Avant l’avènement des audits de performance, les procédures de reddition de comptes par les enseignants étaient très lâches et l’on peut faire valoir à juste titre que ceux-ci étaient investis d’une excessive confiance inconditionnelle. Cependant, la solution du problème ne consiste pas à élargir sans cesse le champ d’un modèle de contrôle fondé sur la soumission qui a été emprunté au secteur privé. Lorsque cette extension atteint le point où la confiance placée dans les enseignants finit par leur être en grande partie retirée et où ils sont si occupés à mieux se préparer aux audits qu’ils n’ont plus le temps de réfléchir aux moyens d’améliorer la qualité de leur enseignement, ce système de contrôle ne fonctionne plus convenablement.

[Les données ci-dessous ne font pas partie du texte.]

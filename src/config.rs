//! Settings: backend endpoint, credentials, audio, UI, logging and update
//! checks, read from `config.toml` and `MELODEX__*` environment variables.

mod load;
mod schema;

pub use load::default_state_dir;
pub use schema::*;

#[cfg(test)]
mod tests;
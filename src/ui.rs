//! UI rendering helpers for the terminal user interface.
//!
//! This module contains functions to render the TUI using `ratatui`.

use ratatui::{
    Frame,
    layout::{Alignment, Constraint, Direction, Layout, Rect},
    style::{Modifier, Style},
    widgets::{Block, Borders, Clear, List, ListItem, Padding, Paragraph, Wrap},
};
use std::{collections::BTreeMap, sync::LazyLock, time::Duration};

use crate::app::{App, NotificationsPanel, View};
use crate::catalog::Track;
use crate::config::{ControlsSettings, TimeField, UiSettings};
use crate::player::TransportState;
use crate::shell::ShellNotice;

static CONTROLS_MAP: LazyLock<BTreeMap<&'static str, &'static str>> = LazyLock::new(|| {
    let mut map = BTreeMap::new();
    map.insert("j/k", "up/down");
    map.insert("gg/G", "top/bottom");
    map.insert("enter", "play selected");
    map.insert("a", "play album");
    map.insert("A", "artist");
    map.insert("space", "play/pause");
    map.insert("h/l", "prev/next song");
    // H/L is filled dynamically from config.
    map.insert("+/-", "volume");
    map.insert("f", "like");
    map.insert("F", "liked songs");
    map.insert("/", "search");
    map.insert("r", "releases");
    map.insert("n", "notifications");
    map.insert("R", "restart to update");
    map.insert("q", "quit");
    map
});

/// Render the controls help text, incorporating scrub seconds.
fn controls_text(scrub_seconds: u64, restart_ready: bool) -> String {
    let order = [
        "j/k", "h/l", "H/L", "enter", "a", "A", "space", "+/-", "f", "F", "gg/G", "/", "r", "n",
        "R", "q",
    ];
    order
        .iter()
        .filter(|k| **k != "R" || restart_ready)
        .filter_map(|k| {
            if *k == "H/L" {
                Some(format!("[H/L] scrub -/+{scrub_seconds}s"))
            } else {
                CONTROLS_MAP.get(*k).map(|v| format!("[{k}] {v}"))
            }
        })
        .collect::<Vec<String>>()
        .join(" | ")
}

/// Format a `Duration` as `MM:SS`.
fn format_mmss(d: Duration) -> String {
    let secs = d.as_secs();
    format!("{:02}:{:02}", secs / 60, secs % 60)
}

/// Build the now-playing time text (elapsed/total/remaining) per `UiSettings`.
fn now_playing_time_text(
    elapsed: Duration,
    total: Option<Duration>,
    ui: &UiSettings,
) -> Option<String> {
    if ui.now_playing_time_fields.is_empty() {
        return None;
    }

    let mut parts: Vec<String> = Vec::new();
    for f in &ui.now_playing_time_fields {
        match f {
            TimeField::Elapsed => parts.push(format_mmss(elapsed)),
            TimeField::Total => {
                if let Some(t) = total {
                    parts.push(format_mmss(t));
                }
            }
            TimeField::Remaining => {
                if let Some(t) = total {
                    let rem = t.saturating_sub(elapsed);
                    parts.push(format!("-{}", format_mmss(rem)));
                }
            }
        }
    }

    if parts.is_empty() {
        None
    } else {
        Some(parts.join(&ui.now_playing_time_separator))
    }
}

/// Snapshot of the player for one frame.
pub struct NowPlaying<'a> {
    pub track: Option<&'a Track>,
    pub transport: TransportState,
    pub position: Duration,
    pub duration: Option<Duration>,
    pub volume: f32,
    pub liked: bool,
    pub error: Option<&'a str>,
}

fn status_text(app: &App, now: &NowPlaying<'_>, ui: &UiSettings) -> String {
    let mut parts: Vec<String> = Vec::new();

    match now.track {
        Some(track) => {
            let marker = if now.liked { "♥ " } else { "" };
            let song = format!("{marker}{}", track.display());
            match now_playing_time_text(now.position, now.duration, ui) {
                Some(time) => parts.push(format!("Song: {song} [{time}]")),
                None => parts.push(format!("Song: {song}")),
            }
            let state = match now.transport {
                TransportState::Playing => "Playing",
                TransportState::Paused => "Paused",
                TransportState::Idle => "Idle",
            };
            parts.push(state.to_string());
        }
        None => parts.push("Nothing playing".to_string()),
    }

    parts.push(format!("Vol: {:.0}%", now.volume * 100.0));

    if app.search_mode {
        parts.push(format!("SEARCH: {}", app.search_query));
    }

    match (app.update, app.restart_ready()) {
        (_, true) => parts.push("Update ready, press R to restart".to_string()),
        (Some(ShellNotice::UpdateAvailable), false) => {
            parts.push("Downloading update...".to_string())
        }
        _ => {}
    }

    if let Some(msg) = &app.status {
        parts.push(msg.clone());
    }
    if let Some(err) = now.error {
        parts.push(format!("Error: {err}"));
    }

    parts.join(" • ")
}

/// Bottom title of the header: who is signed in, and their unread count.
fn header_user(app: &App) -> String {
    let Some(profile) = &app.profile else {
        return " signed out ".to_string();
    };
    let mut user = format!(" {}", profile.display_name());
    if profile.is_admin {
        user.push_str(" (admin)");
    }
    if let Some(n) = app.unread_notifications.filter(|n| *n > 0) {
        user.push_str(&format!(" ✉ {n}"));
    }
    user.push(' ');
    user
}

/// Extra line above the list for views that carry more than tracks.
fn details_text(app: &App) -> Option<String> {
    match &app.view {
        View::Search(_) => {
            let mut parts = Vec::new();
            if !app.search_artists.is_empty() {
                let names: Vec<&str> = app.search_artists.iter().map(|a| a.name.as_str()).collect();
                parts.push(format!("Artists: {}", names.join(", ")));
            }
            if !app.search_profiles.is_empty() {
                let names: Vec<&str> = app
                    .search_profiles
                    .iter()
                    .map(|p| p.display_name())
                    .collect();
                parts.push(format!("Users: {}", names.join(", ")));
            }
            (!parts.is_empty()).then(|| parts.join(" • "))
        }
        View::Artist(_) => {
            let artist = app.artist.as_ref()?;
            let mut parts = Vec::new();
            if let Some(desc) = artist.description.as_deref().filter(|d| !d.is_empty()) {
                parts.push(desc.to_string());
            }
            if !app.artist_albums.is_empty() {
                let titles: Vec<&str> = app.artist_albums.iter().map(|a| a.title.as_str()).collect();
                parts.push(format!("Albums: {}", titles.join(", ")));
            }
            (!parts.is_empty()).then(|| parts.join(" • "))
        }
        _ => None,
    }
}

fn notifications_text(panel: &NotificationsPanel) -> String {
    if panel.items.is_empty() {
        return "No notifications".to_string();
    }
    panel
        .items
        .iter()
        .map(|n| {
            let marker = if panel.is_unread(&n.id) { "● " } else { "  " };
            match n.content.as_deref().filter(|c| !c.is_empty()) {
                Some(content) => format!("{marker}{}: {content}", n.title),
                None => format!("{marker}{}", n.title),
            }
        })
        .collect::<Vec<_>>()
        .join("\n")
}

/// Compute a centered rectangle with given size constrained to `r`.
fn centered_rect_sized(mut width: u16, mut height: u16, r: Rect) -> Rect {
    width = width.min(r.width.saturating_sub(2)).max(10);
    height = height.min(r.height.saturating_sub(2)).max(5);

    let x = r.x + (r.width.saturating_sub(width) / 2);
    let y = r.y + (r.height.saturating_sub(height) / 2);
    Rect {
        x,
        y,
        width,
        height,
    }
}

/// Render the entire UI into the provided `frame`.
pub fn draw(
    frame: &mut Frame,
    app: &App,
    now: &NowPlaying<'_>,
    ui_settings: &UiSettings,
    controls_settings: &ControlsSettings,
) {
    let chunks = Layout::default()
        .direction(Direction::Vertical)
        .constraints([
            Constraint::Length(3),
            Constraint::Length(5),
            Constraint::Min(1),
            Constraint::Length(4),
        ])
        .split(frame.area());

    // Header
    let user = header_user(app);
    let header = Paragraph::new(ui_settings.header_text.as_str())
        .alignment(Alignment::Center)
        .block(
            Block::default()
                .borders(Borders::ALL)
                .title(" melodex ")
                .title_alignment(Alignment::Center)
                .title_bottom(user),
        );
    frame.render_widget(header, chunks[0]);

    // Status box
    let status_par = Paragraph::new(status_text(app, now, ui_settings))
        .block(
            Block::bordered()
                .padding(Padding {
                    left: 1,
                    right: 0,
                    top: 0,
                    bottom: 0,
                })
                .title(" status "),
        )
        .wrap(Wrap { trim: true });
    frame.render_widget(status_par, chunks[1]);

    // Main list, with a details line above it when the view has one
    let details = details_text(app);
    let list_area = match &details {
        Some(text) => {
            let parts = Layout::default()
                .direction(Direction::Vertical)
                .constraints([Constraint::Length(3), Constraint::Min(1)])
                .split(chunks[2]);
            let par = Paragraph::new(text.as_str())
                .block(Block::bordered().title(" details "))
                .wrap(Wrap { trim: true });
            frame.render_widget(par, parts[0]);
            parts[1]
        }
        None => chunks[2],
    };
    {
        let q = match &app.view {
            View::Search(q) => q.as_str(),
            _ => "",
        };
        let playing_id = now.track.map(|t| t.id.as_str());

        // Center the selected item when possible by creating a visible window.
        let total = app.tracks.len();
        let list_height = list_area.height.saturating_sub(2) as usize;
        let sel_pos = app.selected.min(total.saturating_sub(1));
        let (start, end, selected_pos_in_visible) = if total <= list_height || list_height == 0 {
            (0, total, sel_pos)
        } else {
            let half = list_height / 2;
            let mut start = sel_pos.saturating_sub(half);
            if start + list_height > total {
                start = total - list_height;
            }
            (start, start + list_height, sel_pos - start)
        };

        let visible_items: Vec<ListItem> = app.tracks[start..end]
            .iter()
            .map(|track| {
                let mut title = track.display();
                if !q.is_empty() {
                    if let Some(positions) = App::fuzzy_match_positions(&title, q) {
                        title = uppercase_at(&title, &positions);
                    }
                }
                if Some(track.id.as_str()) == playing_id {
                    title = format!("♪ {title}");
                }
                ListItem::new(title)
            })
            .collect();

        let list = List::new(visible_items)
            .block(
                Block::default()
                    .borders(Borders::ALL)
                    .title(app.view.title()),
            )
            .highlight_style(Style::default().add_modifier(Modifier::REVERSED))
            .highlight_symbol("> ");
        let mut state = ratatui::widgets::ListState::default();
        if total > 0 {
            state.select(Some(selected_pos_in_visible));
        }
        frame.render_stateful_widget(list, list_area, &mut state);
    }

    if let Some(panel) = &app.notifications {
        let height = (panel.items.len() as u16).saturating_add(2);
        let popup_area = centered_rect_sized(72, height, chunks[2]);
        frame.render_widget(Clear, popup_area);
        let par = Paragraph::new(notifications_text(panel))
            .block(
                Block::default()
                    .padding(Padding {
                        left: 1,
                        right: 0,
                        top: 0,
                        bottom: 0,
                    })
                    .borders(Borders::ALL)
                    .title(" notifications (n closes) "),
            )
            .wrap(Wrap { trim: true });
        frame.render_widget(par, popup_area);
    }

    let footer_text = controls_text(controls_settings.scrub_seconds, app.restart_ready());
    let footer = Paragraph::new(footer_text)
        .block(
            Block::default()
                .borders(Borders::ALL)
                .title(" controls ")
                .padding(Padding {
                    left: 1,
                    right: 0,
                    top: 0,
                    bottom: 0,
                }),
        )
        .wrap(Wrap { trim: true });

    frame.render_widget(footer, chunks[3]);
}

/// Uppercase the characters at `positions` (sorted char indices).
fn uppercase_at(title: &str, positions: &[usize]) -> String {
    let mut rendered = String::with_capacity(title.len());
    let mut pos_iter = positions.iter().copied();
    let mut next_pos = pos_iter.next();

    for (ci, ch) in title.chars().enumerate() {
        if next_pos == Some(ci) {
            rendered.extend(ch.to_uppercase());
            next_pos = pos_iter.next();
        } else {
            rendered.push(ch);
        }
    }
    rendered
}

#[cfg(test)]
mod tests;
use std::path::PathBuf;
use std::time::Duration;

use serde::Deserialize;

/// Top-level application settings loaded from `config.toml`.
///
/// File format: TOML
/// Default path (Linux/XDG): `$XDG_CONFIG_HOME/melodex/config.toml` or `~/.config/melodex/config.toml`
///
/// Precedence (highest wins):
/// 1) Environment variables (prefix `MELODEX__`, `__` as nested separator)
/// 2) Config file (if present)
/// 3) Struct defaults
#[derive(Debug, Clone, Default, Deserialize)]
#[serde(default)]
pub struct Settings {
    pub backend: BackendSettings,
    pub auth: AuthSettings,
    pub audio: AudioSettings,
    pub ui: UiSettings,
    pub controls: ControlsSettings,
    pub logging: LoggingSettings,
    pub update: UpdateSettings,
    pub notifications: NotificationSettings,
}

#[derive(Debug, Clone, Deserialize)]
#[serde(default)]
pub struct BackendSettings {
    /// Project URL, e.g. `https://xyz.supabase.co`.
    pub url: String,
    /// Public (anon) API key sent with every request.
    pub anon_key: String,
    /// Per-request timeout in seconds.
    pub timeout_secs: u64,
}

impl Default for BackendSettings {
    fn default() -> Self {
        Self {
            url: "http://localhost:54321".to_string(),
            anon_key: String::new(),
            timeout_secs: 30,
        }
    }
}

/// Credentials used to sign in at startup. Both must be set.
#[derive(Debug, Clone, Default, Deserialize)]
#[serde(default)]
pub struct AuthSettings {
    pub email: Option<String>,
    pub password: Option<String>,
}

impl AuthSettings {
    pub fn credentials(&self) -> Option<(&str, &str)> {
        match (self.email.as_deref(), self.password.as_deref()) {
            (Some(e), Some(p)) if !e.trim().is_empty() && !p.is_empty() => Some((e.trim(), p)),
            _ => None,
        }
    }
}

#[derive(Debug, Clone, Deserialize)]
#[serde(default)]
pub struct AudioSettings {
    /// Volume the player starts with (0.0 - 1.0).
    pub initial_volume: f32,
    /// Volume change per `+`/`-` press.
    pub volume_step: f32,
    /// Upper bound on downloading one track. Unset or 0 means no limit;
    /// whole files are fetched before decoding, so long tracks need time.
    pub fetch_timeout_secs: Option<u64>,
}

impl Default for AudioSettings {
    fn default() -> Self {
        Self {
            initial_volume: 1.0,
            volume_step: 0.05,
            fetch_timeout_secs: None,
        }
    }
}

impl AudioSettings {
    pub fn fetch_timeout(&self) -> Option<Duration> {
        self.fetch_timeout_secs
            .filter(|s| *s > 0)
            .map(Duration::from_secs)
    }
}

#[derive(Debug, Clone, Deserialize)]
#[serde(default)]
pub struct UiSettings {
    /// The text rendered inside the top header box.
    pub header_text: String,

    /// Which time fields to show for the status line, and in what order.
    ///
    /// Example: ["elapsed", "total", "remaining"]
    pub now_playing_time_fields: Vec<TimeField>,

    /// Separator used to join `now_playing_time_fields`.
    pub now_playing_time_separator: String,
}

impl Default for UiSettings {
    fn default() -> Self {
        Self {
            header_text: " ~ melodex ~ ".to_string(),
            now_playing_time_fields: vec![TimeField::Elapsed, TimeField::Total, TimeField::Remaining],
            now_playing_time_separator: " / ".to_string(),
        }
    }
}

#[derive(Debug, Clone, Deserialize)]
#[serde(default)]
pub struct ControlsSettings {
    /// Number of seconds to scrub when pressing `H` / `L`.
    pub scrub_seconds: u64,
}

impl Default for ControlsSettings {
    fn default() -> Self {
        Self { scrub_seconds: 5 }
    }
}

#[derive(Debug, Clone, Deserialize)]
#[serde(default)]
pub struct LoggingSettings {
    /// Default filter directive; `RUST_LOG` overrides it.
    pub level: String,
    /// Log file. The terminal belongs to the UI, so logs never go to stderr.
    pub file: Option<PathBuf>,
}

impl Default for LoggingSettings {
    fn default() -> Self {
        Self {
            level: "info".to_string(),
            file: None,
        }
    }
}

#[derive(Debug, Clone, Default, Deserialize)]
#[serde(default)]
pub struct UpdateSettings {
    /// URL of a TOML manifest with `version` and `url`. Unset disables update checks.
    pub manifest_url: Option<String>,
    /// Where downloaded updates are staged. Defaults to the state directory.
    pub staging_dir: Option<PathBuf>,
}

#[derive(Debug, Clone, Deserialize)]
#[serde(default)]
pub struct NotificationSettings {
    /// Seconds between refetches of the unread count.
    pub refresh_secs: u64,
}

impl Default for NotificationSettings {
    fn default() -> Self {
        Self { refresh_secs: 30 }
    }
}

#[derive(Debug, Copy, Clone, PartialEq, Eq, Deserialize)]
#[serde(rename_all = "kebab-case")]
pub enum TimeField {
    Elapsed,
    Total,
    Remaining,
}
use std::env;

mod app;
mod audio;
mod backend;
mod catalog;
mod cli;
mod config;
mod mpris;
mod player;
mod runtime;
mod session;
mod shell;
mod ui;

use cli::Command;

fn main() -> anyhow::Result<()> {
    let command = Command::parse(env::args().skip(1))?;
    let settings = runtime::bootstrap();

    match command {
        Command::Tui => runtime::run(settings),
        Command::Signup { email, password } => cli::signup(&settings, &email, &password),
        Command::Avatar { file } => cli::upload_image(&settings, cli::ProfileImage::Avatar, &file),
        Command::Banner { file } => cli::upload_image(&settings, cli::ProfileImage::Banner, &file),
        Command::Profile => cli::show_profile(&settings),
    }
}
use super::load::{default_config_path, default_state_dir, resolve_config_path};
use super::schema::*;
use std::sync::{Mutex, OnceLock};

static ENV_LOCK: OnceLock<Mutex<()>> = OnceLock::new();

fn env_lock() -> std::sync::MutexGuard<'static, ()> {
    ENV_LOCK
        .get_or_init(|| Mutex::new(()))
        .lock()
        .unwrap_or_else(|poisoned| poisoned.into_inner())
}

struct EnvGuard {
    key: &'static str,
    old: Option<std::ffi::OsString>,
}

impl EnvGuard {
    fn set(key: &'static str, val: &str) -> Self {
        let old = std::env::var_os(key);
        unsafe {
            std::env::set_var(key, val);
        }
        Self { key, old }
    }

    fn remove(key: &'static str) -> Self {
        let old = std::env::var_os(key);
        unsafe {
            std::env::remove_var(key);
        }
        Self { key, old }
    }
}

impl Drop for EnvGuard {
    fn drop(&mut self) {
        match self.old.take() {
            Some(v) => unsafe {
                std::env::set_var(self.key, v);
            },
            None => unsafe {
                std::env::remove_var(self.key);
            },
        }
    }
}

#[test]
fn resolve_config_path_prefers_melodex_config_path() {
    let _lock = env_lock();
    let _g1 = EnvGuard::set("MELODEX_CONFIG_PATH", "/tmp/melodex-test-config.toml");
    assert_eq!(
        resolve_config_path().unwrap(),
        std::path::PathBuf::from("/tmp/melodex-test-config.toml")
    );
}

#[test]
fn default_config_path_prefers_xdg_config_home() {
    let _lock = env_lock();
    let _g1 = EnvGuard::set("XDG_CONFIG_HOME", "/tmp/xdg-config-home");
    let _g2 = EnvGuard::set("HOME", "/tmp/home-should-not-win");

    assert_eq!(
        default_config_path().unwrap(),
        std::path::PathBuf::from("/tmp/xdg-config-home")
            .join("melodex")
            .join("config.toml")
    );
}

#[test]
fn default_paths_fall_back_to_home() {
    let _lock = env_lock();
    let _g1 = EnvGuard::remove("XDG_CONFIG_HOME");
    let _g2 = EnvGuard::remove("XDG_STATE_HOME");
    let _g3 = EnvGuard::set("HOME", "/tmp/home-dir");

    assert_eq!(
        default_config_path().unwrap(),
        std::path::PathBuf::from("/tmp/home-dir/.config/melodex/config.toml")
    );
    assert_eq!(
        default_state_dir().unwrap(),
        std::path::PathBuf::from("/tmp/home-dir/.local/state/melodex")
    );
}

#[test]
fn defaults_are_valid() {
    let s = Settings::default();
    assert!(s.validate().is_ok());
    assert_eq!(s.audio.initial_volume, 1.0);
    assert_eq!(s.controls.scrub_seconds, 5);
    assert!(s.auth.credentials().is_none());
    assert!(s.update.manifest_url.is_none());
    assert_eq!(s.notifications.refresh_secs, 30);
}

#[test]
fn media_downloads_are_unbounded_unless_configured() {
    let mut audio = AudioSettings::default();
    assert_eq!(audio.fetch_timeout(), None);
    audio.fetch_timeout_secs = Some(0);
    assert_eq!(audio.fetch_timeout(), None);
    audio.fetch_timeout_secs = Some(90);
    assert_eq!(audio.fetch_timeout(), Some(std::time::Duration::from_secs(90)));
}

#[test]
fn settings_load_from_config_file() {
    let _lock = env_lock();

    let dir = tempfile::tempdir().unwrap();
    let cfg_path = dir.path().join("config.toml");
    std::fs::write(
        &cfg_path,
        r#"
[backend]
url = "https://demo.supabase.co"
anon_key = "anon"
timeout_secs = 12

[auth]
email = "mira@example.com"
password = "hunter2"

[audio]
initial_volume = 0.4
volume_step = 0.1
fetch_timeout_secs = 600

[controls]
scrub_seconds = 9

[ui]
header_text = "hello"
now_playing_time_fields = ["elapsed", "remaining"]
now_playing_time_separator = " | "

[logging]
level = "debug"
file = "/tmp/melodex.log"

[update]
manifest_url = "https://releases.example.com/melodex/latest.toml"

[notifications]
refresh_secs = 120
"#,
    )
    .unwrap();

    let _g1 = EnvGuard::set("MELODEX_CONFIG_PATH", cfg_path.to_str().unwrap());
    let _g2 = EnvGuard::remove("MELODEX__AUDIO__INITIAL_VOLUME");

    let s = Settings::load().unwrap();
    assert!(s.validate().is_ok());
    assert_eq!(s.backend.url, "https://demo.supabase.co");
    assert_eq!(s.backend.anon_key, "anon");
    assert_eq!(s.backend.timeout_secs, 12);
    assert_eq!(s.auth.credentials(), Some(("mira@example.com", "hunter2")));
    assert_eq!(s.audio.initial_volume, 0.4);
    assert_eq!(s.audio.volume_step, 0.1);
    assert_eq!(s.audio.fetch_timeout(), Some(std::time::Duration::from_secs(600)));
    assert_eq!(s.notifications.refresh_secs, 120);
    assert_eq!(s.controls.scrub_seconds, 9);
    assert_eq!(s.ui.header_text, "hello");
    assert_eq!(
        s.ui.now_playing_time_fields,
        vec![TimeField::Elapsed, TimeField::Remaining]
    );
    assert_eq!(s.ui.now_playing_time_separator, " | ");
    assert_eq!(s.logging.level, "debug");
    assert_eq!(
        s.logging.file.as_deref(),
        Some(std::path::Path::new("/tmp/melodex.log"))
    );
    assert_eq!(
        s.update.manifest_url.as_deref(),
        Some("https://releases.example.com/melodex/latest.toml")
    );
}

#[test]
fn settings_env_overrides_config_file() {
    let _lock = env_lock();

    let dir = tempfile::tempdir().unwrap();
    let cfg_path = dir.path().join("config.toml");
    std::fs::write(
        &cfg_path,
        r#"
[controls]
scrub_seconds = 9
"#,
    )
    .unwrap();

    let _g1 = EnvGuard::set("MELODEX_CONFIG_PATH", cfg_path.to_str().unwrap());
    let _g2 = EnvGuard::set("MELODEX__CONTROLS__SCRUB_SECONDS", "30");

    let s = Settings::load().unwrap();
    assert_eq!(s.controls.scrub_seconds, 30);
}

#[test]
fn validate_rejects_out_of_range_values() {
    let mut s = Settings::default();
    s.audio.initial_volume = 1.5;
    assert!(s.validate().is_err());

    let mut s = Settings::default();
    s.audio.volume_step = 0.0;
    assert!(s.validate().is_err());

    let mut s = Settings::default();
    s.notifications.refresh_secs = 0;
    assert!(s.validate().is_err());

    let mut s = Settings::default();
    s.backend.url = "ftp://nope".into();
    assert!(s.validate().is_err());
}

#[test]
fn credentials_need_both_fields() {
    let auth = AuthSettings {
        email: Some("a@b.c".into()),
        password: None,
    };
    assert!(auth.credentials().is_none());

    let auth = AuthSettings {
        email: Some("  ".into()),
        password: Some("pw".into()),
    };
    assert!(auth.credentials().is_none());
}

La solution, c’est de renforcer une forme de responsabilisation qui place dans les enseignants une confiance conditionnelle et est sous-tendue par des pratiques d’évaluation reposant sur une autre logique. À cet égard, certaines procédures de mise en oeuvre de la notion de pratique fondée sur la preuve qui font appel aux ressources méthodologiques des sciences sociales peuvent montrer la voie à suivre.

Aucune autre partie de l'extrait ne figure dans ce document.